## The problem
The required result is a copy of each line below in which "given" appears.
━━ Extracted material ━━
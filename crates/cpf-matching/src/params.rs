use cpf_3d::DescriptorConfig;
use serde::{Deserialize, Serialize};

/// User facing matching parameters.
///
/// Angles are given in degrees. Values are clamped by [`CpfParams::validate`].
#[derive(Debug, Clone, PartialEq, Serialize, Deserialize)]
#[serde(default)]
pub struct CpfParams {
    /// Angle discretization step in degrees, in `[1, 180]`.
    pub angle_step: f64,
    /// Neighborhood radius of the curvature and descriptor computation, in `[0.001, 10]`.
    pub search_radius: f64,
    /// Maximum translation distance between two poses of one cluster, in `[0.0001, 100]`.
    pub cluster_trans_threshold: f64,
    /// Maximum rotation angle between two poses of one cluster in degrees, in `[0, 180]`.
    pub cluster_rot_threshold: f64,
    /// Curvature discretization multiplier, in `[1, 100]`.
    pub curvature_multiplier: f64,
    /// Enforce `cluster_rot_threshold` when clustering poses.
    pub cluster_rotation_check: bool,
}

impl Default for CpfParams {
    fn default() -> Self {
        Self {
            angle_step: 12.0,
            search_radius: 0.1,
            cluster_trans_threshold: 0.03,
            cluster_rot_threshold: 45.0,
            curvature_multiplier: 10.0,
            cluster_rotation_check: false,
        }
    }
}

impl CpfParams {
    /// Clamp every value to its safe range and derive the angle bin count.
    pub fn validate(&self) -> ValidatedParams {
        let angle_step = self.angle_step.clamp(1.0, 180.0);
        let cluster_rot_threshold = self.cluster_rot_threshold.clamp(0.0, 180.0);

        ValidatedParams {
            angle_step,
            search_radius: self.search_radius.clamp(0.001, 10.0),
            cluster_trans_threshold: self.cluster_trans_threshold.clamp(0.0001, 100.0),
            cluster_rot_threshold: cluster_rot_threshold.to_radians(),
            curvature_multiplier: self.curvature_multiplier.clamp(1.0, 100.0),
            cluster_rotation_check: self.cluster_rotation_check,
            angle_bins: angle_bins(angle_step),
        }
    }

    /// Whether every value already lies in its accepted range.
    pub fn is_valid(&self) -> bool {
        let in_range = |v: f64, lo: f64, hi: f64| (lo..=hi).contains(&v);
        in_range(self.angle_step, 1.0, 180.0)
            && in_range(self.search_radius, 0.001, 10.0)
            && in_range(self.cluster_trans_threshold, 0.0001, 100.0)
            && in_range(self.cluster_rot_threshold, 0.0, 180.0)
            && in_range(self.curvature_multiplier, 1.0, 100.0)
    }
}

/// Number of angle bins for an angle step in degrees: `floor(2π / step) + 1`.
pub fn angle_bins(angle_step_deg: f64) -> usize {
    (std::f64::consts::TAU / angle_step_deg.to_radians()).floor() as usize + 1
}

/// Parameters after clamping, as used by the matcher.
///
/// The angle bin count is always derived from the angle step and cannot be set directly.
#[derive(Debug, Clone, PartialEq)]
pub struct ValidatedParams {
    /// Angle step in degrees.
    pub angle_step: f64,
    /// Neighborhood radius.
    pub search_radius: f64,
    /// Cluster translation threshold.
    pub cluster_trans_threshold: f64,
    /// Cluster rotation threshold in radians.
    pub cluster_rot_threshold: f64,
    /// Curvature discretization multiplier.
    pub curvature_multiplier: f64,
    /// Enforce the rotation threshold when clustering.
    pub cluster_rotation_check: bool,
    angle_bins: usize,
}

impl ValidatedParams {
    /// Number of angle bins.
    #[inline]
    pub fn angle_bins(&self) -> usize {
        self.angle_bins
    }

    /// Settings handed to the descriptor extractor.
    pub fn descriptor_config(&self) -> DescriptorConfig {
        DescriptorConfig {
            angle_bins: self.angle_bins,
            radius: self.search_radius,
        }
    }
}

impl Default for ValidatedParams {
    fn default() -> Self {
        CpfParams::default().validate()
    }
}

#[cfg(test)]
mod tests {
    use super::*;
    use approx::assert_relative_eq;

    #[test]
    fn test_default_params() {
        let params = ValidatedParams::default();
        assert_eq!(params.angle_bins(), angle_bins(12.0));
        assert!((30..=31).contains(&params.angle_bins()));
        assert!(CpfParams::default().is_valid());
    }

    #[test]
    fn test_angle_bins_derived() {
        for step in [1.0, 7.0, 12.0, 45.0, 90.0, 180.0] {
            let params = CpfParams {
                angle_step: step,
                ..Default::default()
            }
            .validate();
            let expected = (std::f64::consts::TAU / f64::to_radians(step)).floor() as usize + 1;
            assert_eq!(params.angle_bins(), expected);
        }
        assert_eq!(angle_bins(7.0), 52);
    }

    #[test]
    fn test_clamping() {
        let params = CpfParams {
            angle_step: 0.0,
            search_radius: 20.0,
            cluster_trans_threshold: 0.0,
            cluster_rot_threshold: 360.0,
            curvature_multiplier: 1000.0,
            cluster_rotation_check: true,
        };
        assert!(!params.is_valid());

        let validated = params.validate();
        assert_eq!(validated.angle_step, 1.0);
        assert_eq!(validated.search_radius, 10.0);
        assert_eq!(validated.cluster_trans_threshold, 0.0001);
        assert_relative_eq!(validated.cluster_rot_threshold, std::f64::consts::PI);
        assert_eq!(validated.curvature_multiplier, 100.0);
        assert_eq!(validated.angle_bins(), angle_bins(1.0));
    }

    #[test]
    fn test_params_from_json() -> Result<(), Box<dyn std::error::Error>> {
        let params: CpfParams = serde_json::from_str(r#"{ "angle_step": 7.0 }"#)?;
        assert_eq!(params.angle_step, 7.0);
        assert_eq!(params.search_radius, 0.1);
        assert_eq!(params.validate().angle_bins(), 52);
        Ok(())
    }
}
━━━
━━ Extracted material ━━
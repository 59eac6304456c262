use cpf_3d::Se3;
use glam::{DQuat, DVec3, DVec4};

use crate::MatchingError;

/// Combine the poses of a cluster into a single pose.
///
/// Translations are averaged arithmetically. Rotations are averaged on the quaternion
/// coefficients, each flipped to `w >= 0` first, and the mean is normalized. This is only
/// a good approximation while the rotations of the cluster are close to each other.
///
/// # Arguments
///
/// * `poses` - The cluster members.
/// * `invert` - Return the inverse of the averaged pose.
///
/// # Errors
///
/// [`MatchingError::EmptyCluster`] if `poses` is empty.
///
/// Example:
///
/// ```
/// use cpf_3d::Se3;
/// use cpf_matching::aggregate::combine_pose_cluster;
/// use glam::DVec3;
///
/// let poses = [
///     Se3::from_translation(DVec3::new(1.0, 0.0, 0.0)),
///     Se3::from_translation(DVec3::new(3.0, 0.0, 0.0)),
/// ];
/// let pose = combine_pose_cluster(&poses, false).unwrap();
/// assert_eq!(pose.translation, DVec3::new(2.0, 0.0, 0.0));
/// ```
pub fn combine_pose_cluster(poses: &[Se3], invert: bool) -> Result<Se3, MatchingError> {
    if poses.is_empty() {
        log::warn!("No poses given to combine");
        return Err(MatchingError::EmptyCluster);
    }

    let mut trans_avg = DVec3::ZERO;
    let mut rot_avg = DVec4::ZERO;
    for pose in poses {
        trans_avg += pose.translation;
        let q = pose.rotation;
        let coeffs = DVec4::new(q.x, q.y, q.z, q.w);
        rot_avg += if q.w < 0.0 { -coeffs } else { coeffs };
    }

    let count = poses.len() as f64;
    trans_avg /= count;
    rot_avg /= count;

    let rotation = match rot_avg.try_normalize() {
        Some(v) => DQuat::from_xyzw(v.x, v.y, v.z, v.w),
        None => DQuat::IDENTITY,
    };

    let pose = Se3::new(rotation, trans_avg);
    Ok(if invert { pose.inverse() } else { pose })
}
━━━
━━ Extracted material ━━
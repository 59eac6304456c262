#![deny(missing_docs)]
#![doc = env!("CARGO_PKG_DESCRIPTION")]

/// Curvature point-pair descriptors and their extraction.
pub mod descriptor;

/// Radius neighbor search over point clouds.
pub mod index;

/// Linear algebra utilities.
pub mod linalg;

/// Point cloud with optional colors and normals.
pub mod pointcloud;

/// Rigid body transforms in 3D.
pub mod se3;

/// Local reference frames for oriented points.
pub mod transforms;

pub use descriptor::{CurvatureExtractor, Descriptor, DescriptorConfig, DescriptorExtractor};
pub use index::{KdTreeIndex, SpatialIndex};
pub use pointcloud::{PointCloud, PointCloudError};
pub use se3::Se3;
━━━
## Answer area
/// Angles are given in degrees. Values are clamped by [`CpfParams::validate`].
        log::warn!("No poses given to combine");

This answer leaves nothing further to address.